A male sexual performance enhancement supplement, sold over the counter across the U.S., has been recalled for being tainted with unapproved drug ingredients.
The supplement is called BLUEFUSION, and it is manufactured by Ata International Inc. The company is recalling certain lots of the male supplement after findings that the product was tainted with male erectile dysfunction drugs and other substances that were not declared on the packaging.
Specifically, the pills tested showed the presence of the drugs sildenafil and tadalafil, both of which are drugs approved by the US Food and Drug Administration for the treatment of male erectile dysfunction. These two drugs are classified as phosphodiesterase, or PDE-5, inhibitors. The BlueFusion pills also contained the presence of desmethyl carbodenafil and dithiodesmethyl carbodenafil, two substances that are also PDE-5 inhibitors used to treat erectile dysfunction, and therefore carry the same clinical risks as the other ingredients.
The FDA enforced the recall because these drugs were not declared active ingredients on the packaging and labeling of the product. This absence of labeling and information to the consumer renders the entire supplement product unapproved by the FDA, because the agency cannot attest to its effectiveness or overall safety. Therefore, the product is now under recall.
In support of the recall, the FDA warned that it could be dangerous to consumers to ingest a product with undeclared PDE-5 inhibitors. When combined with some prescription drugs, these supplements could be deadly. Experts say that the active ingredients in these drugs could have an unintended interaction with nitrates in other prescription drugs, resulting in a sharp reduction in blood pressure to extremely low, life-threatening levels.
Consumers particularly at risk are those men with high blood pressure, high cholesterol, diabetes or heart disease. Consumers with these issues often already take prescription drugs with nitrates—and therefore at risk for the deadly combination of chemicals.
The FDA’s recall notes that these BlueFusion capsules were sold over the counter in single packages of one dose. The product is promoted as a “safe” and “effective” way for men to enhance their sexual performance and erectile function, without having to take expensive prescription drugs. The
packaging instructs consumers to take one pill every three days, and even claims that in addition to the sexual benefits the product can boost energy and overall performance.
But all of those promises mean nothing if the product could be deadly. Therefore, the FDA has pushed this recall of all BlueFusion products until the product’s labeling of ingredients is corrected to comply with FDA regulations.
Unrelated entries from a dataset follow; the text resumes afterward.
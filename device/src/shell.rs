//! `ShellDevice`: every platform trait backed by device shell commands.

use std::collections::BTreeSet;
use std::sync::Arc;

use deepfreeze_config::{DeepfreezeConfig, Transport};
use deepfreeze_core::{ActivityHost, PlatformFut, PrivilegedCapability, Registry};
use deepfreeze_types::{
    CapabilityError, EntryPoint, ExecutionContext, HostError, LaunchIntent, RegistryEntry,
    RegistryError, RunningSet, TaskInfo, UnitId,
};
use tracing::{debug, warn};

use crate::command;
use crate::parse::{
    PackageDump, am_start_failure, merge_entry_points, parse_foreground_unit,
    parse_launcher_activities, parse_lock_task_state, parse_package_dump, parse_package_list,
    parse_process_names, parse_recent_tasks, parse_resolved_activity, parse_suspend_state,
    parse_uid_is_privileged,
};
use crate::runner::{AdbRunner, CommandOutput, CommandRunner, LocalRunner, RunnerError};

/// Resolver placeholder returned when several home apps tie and none is default.
const RESOLVER_UNIT: &str = "android";

pub struct ShellDevice {
    runner: Arc<dyn CommandRunner>,
}

impl ShellDevice {
    pub fn new(runner: Arc<dyn CommandRunner>) -> Self {
        Self { runner }
    }

    #[must_use]
    pub fn from_config(config: &DeepfreezeConfig) -> Self {
        let runner: Arc<dyn CommandRunner> = match config.transport() {
            Transport::Adb => Arc::new(AdbRunner::new(config.serial())),
            Transport::Local => Arc::new(LocalRunner::default()),
        };
        Self::new(runner)
    }

    async fn run(&self, command: &str) -> Result<CommandOutput, RunnerError> {
        self.runner.run(command).await
    }

    /// Stdout of a command that must exit zero; the error is human-readable.
    async fn stdout(&self, command: &str) -> Result<String, String> {
        let output = self.run(command).await.map_err(|e| e.to_string())?;
        if output.success {
            Ok(output.stdout)
        } else {
            let detail = output.combined();
            Err(format!("`{command}` failed: {}", detail.trim()))
        }
    }

    async fn package_dump(&self, unit: &UnitId) -> Result<Option<PackageDump>, RegistryError> {
        let out = self
            .stdout(&command::dump_package(unit))
            .await
            .map_err(RegistryError::Lookup)?;
        Ok(parse_package_dump(unit, &out).filter(|dump| dump.installed))
    }

    async fn launch_entry(&self, unit: &UnitId) -> Option<String> {
        match self.stdout(&command::resolve_launcher_activity(unit)).await {
            Ok(out) => parse_resolved_activity(&out)
                .filter(|(owner, _)| owner == unit)
                .map(|(_, class_name)| class_name),
            Err(e) => {
                debug!(unit = %unit, "Launcher activity lookup failed: {e}");
                None
            }
        }
    }

    async fn units(&self, command: &str) -> Result<BTreeSet<UnitId>, RegistryError> {
        let out = self.stdout(command).await.map_err(RegistryError::Lookup)?;
        Ok(parse_package_list(&out).into_iter().collect())
    }

    async fn start(&self, command: String) -> Result<(), HostError> {
        let output = self
            .run(&command)
            .await
            .map_err(|e| HostError::Failed(e.to_string()))?;
        let combined = output.combined();
        if let Some(line) = am_start_failure(&combined) {
            return Err(
                if line.contains("does not exist") || line.contains("Unable to resolve") {
                    HostError::NoHandler(line)
                } else {
                    HostError::Rejected(line)
                },
            );
        }
        if !output.success {
            return Err(HostError::Failed(combined.trim().to_string()));
        }
        Ok(())
    }
}

impl Registry for ShellDevice {
    fn enumerate(&self) -> PlatformFut<'_, Result<Vec<RegistryEntry>, RegistryError>> {
        Box::pin(async move {
            let all = self.units(command::LIST_PACKAGES).await?;
            let disabled = self.units(command::LIST_DISABLED_PACKAGES).await?;
            let system = self.units(command::LIST_SYSTEM_PACKAGES).await?;
            Ok(all
                .into_iter()
                .map(|unit| {
                    let mut entry = RegistryEntry::new(unit);
                    entry.enabled = !disabled.contains(&entry.unit);
                    entry.system = system.contains(&entry.unit);
                    entry
                })
                .collect())
        })
    }

    fn get_entry<'a>(
        &'a self,
        unit: &'a UnitId,
    ) -> PlatformFut<'a, Result<Option<RegistryEntry>, RegistryError>> {
        Box::pin(async move {
            let Some(dump) = self.package_dump(unit).await? else {
                return Ok(None);
            };
            let mut entry = RegistryEntry::new(unit.clone());
            entry.enabled = dump.enabled;
            entry.hidden = dump.hidden || dump.suspended;
            entry.system = dump.system;
            entry.launch_entry = self.launch_entry(unit).await;
            Ok(Some(entry))
        })
    }

    fn entry_points<'a>(
        &'a self,
        unit: &'a UnitId,
    ) -> PlatformFut<'a, Result<Vec<EntryPoint>, RegistryError>> {
        Box::pin(async move {
            let dump = self
                .package_dump(unit)
                .await?
                .ok_or_else(|| RegistryError::NotFound(unit.clone()))?;
            let launchers = match self.stdout(&command::query_launcher_activities(unit)).await {
                Ok(out) => parse_launcher_activities(unit, &out),
                Err(e) => {
                    debug!(unit = %unit, "Launcher query failed: {e}");
                    Vec::new()
                }
            };
            Ok(merge_entry_points(launchers, &dump.activities))
        })
    }

    fn is_enabled<'a>(&'a self, unit: &'a UnitId) -> PlatformFut<'a, Result<bool, RegistryError>> {
        Box::pin(async move { Ok(self.package_dump(unit).await?.is_some_and(|dump| dump.enabled)) })
    }
}

impl PrivilegedCapability for ShellDevice {
    fn is_held(&self) -> PlatformFut<'_, bool> {
        Box::pin(async move {
            match self.stdout(command::CURRENT_UID).await {
                Ok(out) => parse_uid_is_privileged(&out),
                Err(e) => {
                    warn!("Capability check failed: {e}");
                    false
                }
            }
        })
    }

    fn set_suspended<'a>(
        &'a self,
        unit: &'a UnitId,
        suspended: bool,
    ) -> PlatformFut<'a, Result<(), CapabilityError>> {
        Box::pin(async move {
            let output = self
                .run(&command::pm_set_suspended(unit, suspended))
                .await
                .map_err(|e| CapabilityError::Failed(e.to_string()))?;
            let combined = output.combined();
            match parse_suspend_state(&combined) {
                Some(state) if state == suspended => Ok(()),
                Some(state) => Err(CapabilityError::Rejected {
                    unit: unit.clone(),
                    reason: format!("suspended state stayed {state}"),
                }),
                None if output.success && am_start_failure(&combined).is_none() => Ok(()),
                None => Err(CapabilityError::Rejected {
                    unit: unit.clone(),
                    reason: combined.trim().to_string(),
                }),
            }
        })
    }

    fn list_processes(&self) -> PlatformFut<'_, Result<RunningSet, CapabilityError>> {
        Box::pin(async move {
            match self.stdout(command::LIST_PROCESSES).await {
                Ok(out) => Ok(parse_process_names(&out)),
                Err(e) => {
                    debug!("Full process listing failed, falling back: {e}");
                    let out = self
                        .stdout(command::LIST_PROCESSES_FALLBACK)
                        .await
                        .map_err(CapabilityError::Failed)?;
                    Ok(parse_process_names(&out).mark_partial())
                }
            }
        })
    }

    fn terminate<'a>(&'a self, unit: &'a UnitId) -> PlatformFut<'a, Result<(), CapabilityError>> {
        Box::pin(async move {
            self.stdout(&command::force_stop(unit))
                .await
                .map(|_| ())
                .map_err(CapabilityError::Failed)
        })
    }

    fn resolve_default_home_handler(
        &self,
    ) -> PlatformFut<'_, Result<Option<UnitId>, CapabilityError>> {
        Box::pin(async move {
            let out = self
                .stdout(&command::resolve_home_activity())
                .await
                .map_err(CapabilityError::Failed)?;
            Ok(parse_resolved_activity(&out)
                .map(|(unit, _)| unit)
                .filter(|unit| unit.as_str() != RESOLVER_UNIT))
        })
    }
}

impl ActivityHost for ShellDevice {
    fn start_activity<'a>(&'a self, intent: &'a LaunchIntent) -> PlatformFut<'a, Result<(), HostError>> {
        Box::pin(async move { self.start(command::am_start(intent)).await })
    }

    fn send_broadcast<'a>(&'a self, intent: &'a LaunchIntent) -> PlatformFut<'a, Result<(), HostError>> {
        Box::pin(async move {
            self.stdout(&command::am_broadcast(intent))
                .await
                .map(|_| ())
                .map_err(HostError::Failed)
        })
    }

    fn recent_tasks(&self, limit: usize) -> PlatformFut<'_, Result<Vec<TaskInfo>, HostError>> {
        Box::pin(async move {
            let out = self
                .stdout(command::DUMP_RECENTS)
                .await
                .map_err(HostError::Failed)?;
            Ok(parse_recent_tasks(&out, limit))
        })
    }

    fn foreground_unit(&self) -> PlatformFut<'_, Result<Option<UnitId>, HostError>> {
        Box::pin(async move {
            let out = self
                .stdout(command::DUMP_ACTIVITIES)
                .await
                .map_err(HostError::Failed)?;
            Ok(parse_foreground_unit(&out))
        })
    }

    fn execution_context(&self) -> PlatformFut<'_, Result<ExecutionContext, HostError>> {
        Box::pin(async move {
            let out = self
                .stdout(command::DUMP_ACTIVITIES)
                .await
                .map_err(HostError::Failed)?;
            Ok(parse_lock_task_state(&out))
        })
    }

    fn move_task_to_front(&self, _task_id: i32) -> PlatformFut<'_, Result<(), HostError>> {
        Box::pin(async move { Err(HostError::Unsupported("move_task_to_front over shell")) })
    }
}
In the meantime, the agency is urging consumers to call their doctor if they have experienced any problems, particularly related to blood pressure, while taking the BlueFusion product. Likewise, Ata International Inc. is notifying known consumers about the issue, and the manufacturer is accepting returns of all products. Both the FDA and the company are urging distributors and sellers of the BlueFusion supplement to cease its distribution and return all product to the manufacturer.
If you are taking BlueFusion and have experienced any adverse issues or health problems, the FDA asks you to report to the their MedWatch program.